* [Records shown]:
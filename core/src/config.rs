use std::time::Duration;

use log::LevelFilter;

use crate::bus::bank::Bank;
use crate::error::Result;
use crate::link::LinkConfig;

/// Per-instance driver configuration.
#[derive(Debug, Clone, PartialEq, Eq)]
pub struct DriverConfig {
    /// 7-bit address of the IO bank.
    pub io_addr: u8,
    pub link: LinkConfig,
    /// Verbosity, 0 to 3.
    pub debug: u8,
    /// How long an operation waits for the device lock before giving up.
    pub lock_timeout: Duration,
    /// Replace the input with the internal color bar generator.
    pub color_bars: bool,
}

impl Default for DriverConfig {
    fn default() -> Self {
        DriverConfig {
            io_addr: Bank::Io.default_addr(),
            link: LinkConfig::default(),
            debug: 0,
            lock_timeout: Duration::from_millis(500),
            color_bars: false,
        }
    }
}

impl DriverConfig {
    pub fn validate(&self) -> Result<()> {
        self.link.validate()
    }

    /// Log level matching [DriverConfig::debug].
    pub fn log_level(&self) -> LevelFilter {
        match self.debug {
            0 => LevelFilter::Warn,
            1 => LevelFilter::Info,
            2 => LevelFilter::Debug,
            _ => LevelFilter::Trace,
        }
    }
}
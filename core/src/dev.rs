//! The ADV7482 sub-device.
//!
//! [Adv7482] owns the bus and all mutable driver state. Operations take the
//! instance lock first and the bus lock second; the interrupt handler only
//! ever takes the bus lock.

/// Source pad formats, pixel codes and cropping.
pub mod pad;
/// Analog standards and digital video timings.
pub mod video;
/// Streaming, power management and the interrupt handler.
pub mod power;

use log::{debug, error, info};
use parking_lot::{Mutex, MutexGuard};

use crate::bus::*;
use crate::config::DriverConfig;
use crate::ctrl::{ControlDesc, ControlId};
use crate::error::{BusError, Error, Result};
use crate::format::{Field, MbusFrameFmt};
use crate::link::InputPath;
use crate::regs::{MAX_HEIGHT, MAX_WIDTH};
use crate::sequencer::{InitState, Revision, Sequencer};
use crate::standard::VideoStd;
use crate::timings::DvTimings;

/// Mutable per-instance state, guarded by the instance lock.
#[derive(Debug, Clone)]
pub struct DeviceState {
    pub seq: Sequencer,
    /// Whether the last power request left the transmitter running.
    pub powered: bool,
    pub streaming: bool,
    pub width: u32,
    pub height: u32,
    pub field: Field,
    /// Last detected analog standard.
    pub curr_norm: VideoStd,
    pub timings: DvTimings,
    /// Cached result of the last try-format negotiation.
    pub try_fmt: Option<MbusFrameFmt>,
    /// Current value of each control, indexed by [ControlId].
    pub ctrl_values: [i32; 4],
}

impl DeviceState {
    fn new(seq: Sequencer, path: InputPath) -> Self {
        let mut ctrl_values = [0; 4];
        for d in path.control_block().controls() {
            ctrl_values[d.id as usize] = d.default;
        }
        DeviceState {
            seq,
            powered: false,
            streaming: false,
            width: MAX_WIDTH,
            height: MAX_HEIGHT,
            field: Field::None,
            curr_norm: VideoStd::UNKNOWN,
            timings: DvTimings::default(),
            try_fmt: None,
            ctrl_values,
        }
    }
}

/// One ADV7482 on one adapter.
pub struct Adv7482<B: I2cBus, D: Delay> {
    cfg: DriverConfig,
    state: Mutex<DeviceState>,
    chip: Mutex<BankedBus<B, D>>,
}

impl<B: I2cBus, D: Delay> Adv7482<B, D> {
    /// Bind to the chip and bring it up to the powered-down state.
    ///
    /// No device is returned if any step of the bring-up fails.
    pub fn probe(bus: B, delay: D, cfg: DriverConfig) -> Result<Self> {
        cfg.validate()?;
        if !bus.supports_byte_data() {
            error!(target: "PROBE", "adapter lacks byte-data transfers");
            return Err(BusError::Unsupported.into());
        }
        info!(target: "PROBE", "chip found @ {:#04x}", cfg.io_addr);

        let mut chip = BankedBus::new(bus, delay, cfg.io_addr);
        let mut seq = Sequencer::default();
        if let Err(e) = seq.bring_up(&mut chip, &cfg) {
            error!(target: "PROBE", "bring-up failed in {:?}: {e}", seq.state);
            return Err(e);
        }
        info!(target: "PROBE", "{} input ready, link {:?}", cfg.link.input, cfg.link.interface);

        let state = DeviceState::new(seq, cfg.link.input);
        Ok(Adv7482 {
            cfg,
            state: Mutex::new(state),
            chip: Mutex::new(chip),
        })
    }

    pub fn config(&self) -> &DriverConfig {
        &self.cfg
    }

    pub fn input(&self) -> InputPath {
        self.cfg.link.input
    }

    /// Take the instance lock, giving up after the configured timeout.
    fn lock(&self) -> Result<MutexGuard<'_, DeviceState>> {
        self.state.try_lock_for(self.cfg.lock_timeout).ok_or_else(|| {
            debug!(target: "PROBE", "instance lock timed out");
            Error::Interrupted
        })
    }

    /// Copy of the current driver state.
    pub fn state(&self) -> Result<DeviceState> {
        Ok(self.lock()?.clone())
    }

    pub fn init_state(&self) -> Result<InitState> {
        Ok(self.lock()?.seq.state)
    }

    /// Revision read during bring-up, if a soft reset was performed.
    pub fn revision(&self) -> Result<Option<Revision>> {
        Ok(self.lock()?.seq.revision)
    }

    /// Run `f` with exclusive access to the bus.
    pub fn with_bus<R>(&self, f: impl FnOnce(&mut BankedBus<B, D>) -> R) -> R {
        f(&mut self.chip.lock())
    }

    /// Descriptors of the controls on the active path.
    pub fn controls(&self) -> &'static [ControlDesc] {
        self.input().control_block().controls()
    }

    pub fn get_ctrl(&self, id: ControlId) -> Result<i32> {
        Ok(self.lock()?.ctrl_values[id as usize])
    }

    /// Set a picture control on the active path's processing block.
    pub fn set_ctrl(&self, id: ControlId, val: i32) -> Result<()> {
        let mut st = self.lock()?;
        let mut chip = self.chip.lock();
        self.input().control_block().apply(&mut chip, id, val)?;
        st.ctrl_values[id as usize] = val;
        Ok(())
    }

    /// Write every control's default value.
    pub fn apply_default_controls(&self) -> Result<()> {
        let mut st = self.lock()?;
        let mut chip = self.chip.lock();
        let block = self.input().control_block();
        for d in block.controls() {
            block.apply(&mut chip, d.id, d.default)?;
            st.ctrl_values[d.id as usize] = d.default;
        }
        Ok(())
    }
}

#[cfg(test)]
mod tests {
    use super::*;
    use crate::bus::mock::*;
    use crate::link::LinkConfig;
    use std::time::Duration;

    pub(super) fn probe(cfg: DriverConfig) -> Adv7482<MockBus, MockDelay> {
        Adv7482::probe(MockBus::default(), MockDelay::default(), cfg).unwrap()
    }

    #[test]
    fn probe_ends_powered_down() {
        let dev = probe(DriverConfig::default());
        assert_eq!(dev.init_state(), Ok(InitState::PoweredDown));
        assert_eq!(dev.revision(), Ok(Some(Revision(0, 0))));
        let st = dev.state().unwrap();
        assert!(!st.powered);
        assert_eq!((st.width, st.height, st.field), (1920, 1080, Field::None));
    }

    #[test]
    fn probe_rejects_unserved_input() {
        let cfg = DriverConfig {
            link: LinkConfig { input: InputPath::Composite, ..Default::default() },
            ..Default::default()
        };
        let res = Adv7482::probe(MockBus::default(), MockDelay::default(), cfg);
        assert!(matches!(res, Err(Error::InvalidConfig(_))));
    }

    #[test]
    fn probe_fails_on_bus_error() {
        let bus = MockBus { fail_at: Some(40), ..Default::default() };
        let res = Adv7482::probe(bus, MockDelay::default(), DriverConfig::default());
        assert!(matches!(res, Err(Error::Script { .. })));
    }

    #[test]
    fn rejected_control_keeps_value() {
        let dev = probe(DriverConfig::default());
        dev.with_bus(|b| b.bus.log.clear());
        assert!(matches!(dev.set_ctrl(ControlId::Brightness, 128), Err(Error::Range { .. })));
        assert_eq!(dev.get_ctrl(ControlId::Brightness), Ok(0));
        assert!(dev.with_bus(|b| b.bus.log.is_empty()));

        dev.set_ctrl(ControlId::Contrast, 90).unwrap();
        assert_eq!(dev.get_ctrl(ControlId::Contrast), Ok(90));
    }

    #[test]
    fn defaults_written_in_order() {
        let dev = probe(DriverConfig::default());
        dev.with_bus(|b| b.bus.log.clear());
        dev.apply_default_controls().unwrap();
        let writes: Vec<_> = dev.with_bus(|b| b.bus.writes())
            .into_iter()
            .filter(|w| w.1 != 0x3E)
            .collect();
        assert_eq!(writes, vec![(0x22, 0x3C, 0x00), (0x22, 0x3A, 0x80), (0x22, 0x3B, 0x80), (0x22, 0x3D, 0x00)]);
    }

    #[test]
    fn held_lock_interrupts() {
        let cfg = DriverConfig { lock_timeout: Duration::from_millis(10), ..Default::default() };
        let dev = probe(cfg);
        dev.with_bus(|b| b.bus.log.clear());
        let _held = dev.state.lock();
        assert_eq!(dev.set_ctrl(ControlId::Hue, 4), Err(Error::Interrupted));
        assert!(dev.with_bus(|b| b.bus.log.is_empty()));
    }
}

* [Problem description]: Filter the entries above down to the lines that contain "super".

* [Answer for the task]:
    use super::*;
    pub(super) fn probe(cfg: DriverConfig) -> Adv7482<MockBus, MockDelay> {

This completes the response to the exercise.